▸ Directions for this task: Below are lines of data; count those that contain "format" and give the total alone.

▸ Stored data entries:
==========
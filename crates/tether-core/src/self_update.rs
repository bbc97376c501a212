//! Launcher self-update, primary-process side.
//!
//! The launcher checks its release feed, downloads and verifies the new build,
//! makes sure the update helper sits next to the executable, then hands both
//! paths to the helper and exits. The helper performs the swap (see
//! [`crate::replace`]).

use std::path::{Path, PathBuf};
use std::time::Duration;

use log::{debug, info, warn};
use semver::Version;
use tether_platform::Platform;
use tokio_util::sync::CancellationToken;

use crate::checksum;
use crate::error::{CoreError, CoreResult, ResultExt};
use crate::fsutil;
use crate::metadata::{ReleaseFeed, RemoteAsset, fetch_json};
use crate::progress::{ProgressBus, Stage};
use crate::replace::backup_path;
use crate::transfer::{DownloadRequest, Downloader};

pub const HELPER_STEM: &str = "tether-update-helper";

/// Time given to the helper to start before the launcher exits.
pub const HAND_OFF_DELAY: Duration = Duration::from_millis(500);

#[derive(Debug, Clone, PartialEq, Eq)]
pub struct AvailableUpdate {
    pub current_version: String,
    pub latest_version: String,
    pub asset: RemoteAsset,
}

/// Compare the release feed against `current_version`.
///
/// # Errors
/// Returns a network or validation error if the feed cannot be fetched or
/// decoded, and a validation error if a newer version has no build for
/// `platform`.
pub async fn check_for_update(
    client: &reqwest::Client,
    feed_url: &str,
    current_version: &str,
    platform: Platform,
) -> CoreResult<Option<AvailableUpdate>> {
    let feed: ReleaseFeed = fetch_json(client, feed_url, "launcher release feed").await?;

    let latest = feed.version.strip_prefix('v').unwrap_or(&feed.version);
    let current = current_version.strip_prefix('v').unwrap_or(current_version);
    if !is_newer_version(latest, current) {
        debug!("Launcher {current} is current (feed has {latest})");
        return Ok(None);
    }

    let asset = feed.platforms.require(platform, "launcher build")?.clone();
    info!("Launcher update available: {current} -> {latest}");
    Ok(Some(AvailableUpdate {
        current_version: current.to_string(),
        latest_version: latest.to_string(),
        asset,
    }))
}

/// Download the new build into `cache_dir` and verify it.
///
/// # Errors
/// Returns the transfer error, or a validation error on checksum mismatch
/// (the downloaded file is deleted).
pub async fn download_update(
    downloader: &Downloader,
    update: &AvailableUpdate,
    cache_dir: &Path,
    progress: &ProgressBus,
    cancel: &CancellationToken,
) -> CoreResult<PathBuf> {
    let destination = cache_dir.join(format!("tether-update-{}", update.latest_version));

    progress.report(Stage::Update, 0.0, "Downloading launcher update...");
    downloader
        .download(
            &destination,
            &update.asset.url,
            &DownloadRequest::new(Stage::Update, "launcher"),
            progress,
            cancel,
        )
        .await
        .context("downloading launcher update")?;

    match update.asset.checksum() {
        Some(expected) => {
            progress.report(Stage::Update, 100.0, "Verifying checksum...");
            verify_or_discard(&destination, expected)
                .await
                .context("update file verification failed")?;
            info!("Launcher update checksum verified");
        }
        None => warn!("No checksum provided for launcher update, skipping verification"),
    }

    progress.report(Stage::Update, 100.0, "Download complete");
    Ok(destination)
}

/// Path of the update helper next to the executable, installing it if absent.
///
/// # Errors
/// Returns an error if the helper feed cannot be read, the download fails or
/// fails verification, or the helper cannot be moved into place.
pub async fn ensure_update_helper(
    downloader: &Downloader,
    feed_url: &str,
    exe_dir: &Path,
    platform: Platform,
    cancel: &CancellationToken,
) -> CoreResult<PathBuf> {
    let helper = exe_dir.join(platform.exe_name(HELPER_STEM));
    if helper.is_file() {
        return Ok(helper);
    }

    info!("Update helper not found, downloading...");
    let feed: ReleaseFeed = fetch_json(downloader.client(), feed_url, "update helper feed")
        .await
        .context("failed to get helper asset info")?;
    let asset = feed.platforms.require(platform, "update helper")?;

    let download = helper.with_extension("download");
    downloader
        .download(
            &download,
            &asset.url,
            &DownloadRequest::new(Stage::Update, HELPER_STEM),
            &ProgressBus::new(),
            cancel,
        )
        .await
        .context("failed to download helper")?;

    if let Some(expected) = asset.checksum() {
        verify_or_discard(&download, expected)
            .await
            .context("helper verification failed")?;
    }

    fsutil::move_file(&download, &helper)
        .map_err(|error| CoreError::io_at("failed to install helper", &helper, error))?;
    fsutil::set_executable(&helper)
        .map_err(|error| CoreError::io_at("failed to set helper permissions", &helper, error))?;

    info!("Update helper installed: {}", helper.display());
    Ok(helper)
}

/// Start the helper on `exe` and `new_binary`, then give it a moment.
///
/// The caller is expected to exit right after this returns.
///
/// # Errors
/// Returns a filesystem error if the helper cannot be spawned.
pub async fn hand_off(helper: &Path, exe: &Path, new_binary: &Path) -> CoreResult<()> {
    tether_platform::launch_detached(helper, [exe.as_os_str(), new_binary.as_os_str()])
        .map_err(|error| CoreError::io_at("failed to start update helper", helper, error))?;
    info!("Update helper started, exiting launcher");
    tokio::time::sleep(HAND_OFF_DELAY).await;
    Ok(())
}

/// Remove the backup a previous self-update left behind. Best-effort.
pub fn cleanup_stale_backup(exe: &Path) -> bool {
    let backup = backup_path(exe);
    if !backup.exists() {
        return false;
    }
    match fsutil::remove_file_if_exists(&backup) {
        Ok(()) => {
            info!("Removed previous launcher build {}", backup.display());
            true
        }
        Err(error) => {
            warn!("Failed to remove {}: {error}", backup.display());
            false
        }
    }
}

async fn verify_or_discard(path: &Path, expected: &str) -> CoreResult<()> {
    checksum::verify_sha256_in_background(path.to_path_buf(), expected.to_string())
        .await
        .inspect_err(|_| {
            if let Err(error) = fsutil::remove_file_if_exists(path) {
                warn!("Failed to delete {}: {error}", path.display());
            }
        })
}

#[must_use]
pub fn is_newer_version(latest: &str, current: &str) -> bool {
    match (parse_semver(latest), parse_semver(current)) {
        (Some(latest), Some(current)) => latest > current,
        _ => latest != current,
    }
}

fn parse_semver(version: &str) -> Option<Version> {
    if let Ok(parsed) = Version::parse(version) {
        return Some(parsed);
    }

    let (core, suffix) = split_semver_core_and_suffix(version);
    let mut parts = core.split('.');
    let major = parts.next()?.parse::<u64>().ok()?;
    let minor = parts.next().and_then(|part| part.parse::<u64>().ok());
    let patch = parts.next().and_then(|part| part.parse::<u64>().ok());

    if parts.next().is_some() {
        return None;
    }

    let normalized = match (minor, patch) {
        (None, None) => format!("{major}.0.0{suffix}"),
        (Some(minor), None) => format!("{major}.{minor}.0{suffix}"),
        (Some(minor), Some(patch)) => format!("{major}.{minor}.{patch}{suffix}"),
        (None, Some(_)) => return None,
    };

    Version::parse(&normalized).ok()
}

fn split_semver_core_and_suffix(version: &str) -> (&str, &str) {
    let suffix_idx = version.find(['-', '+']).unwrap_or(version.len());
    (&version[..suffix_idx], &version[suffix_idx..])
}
==========
▸ Output for this task: 4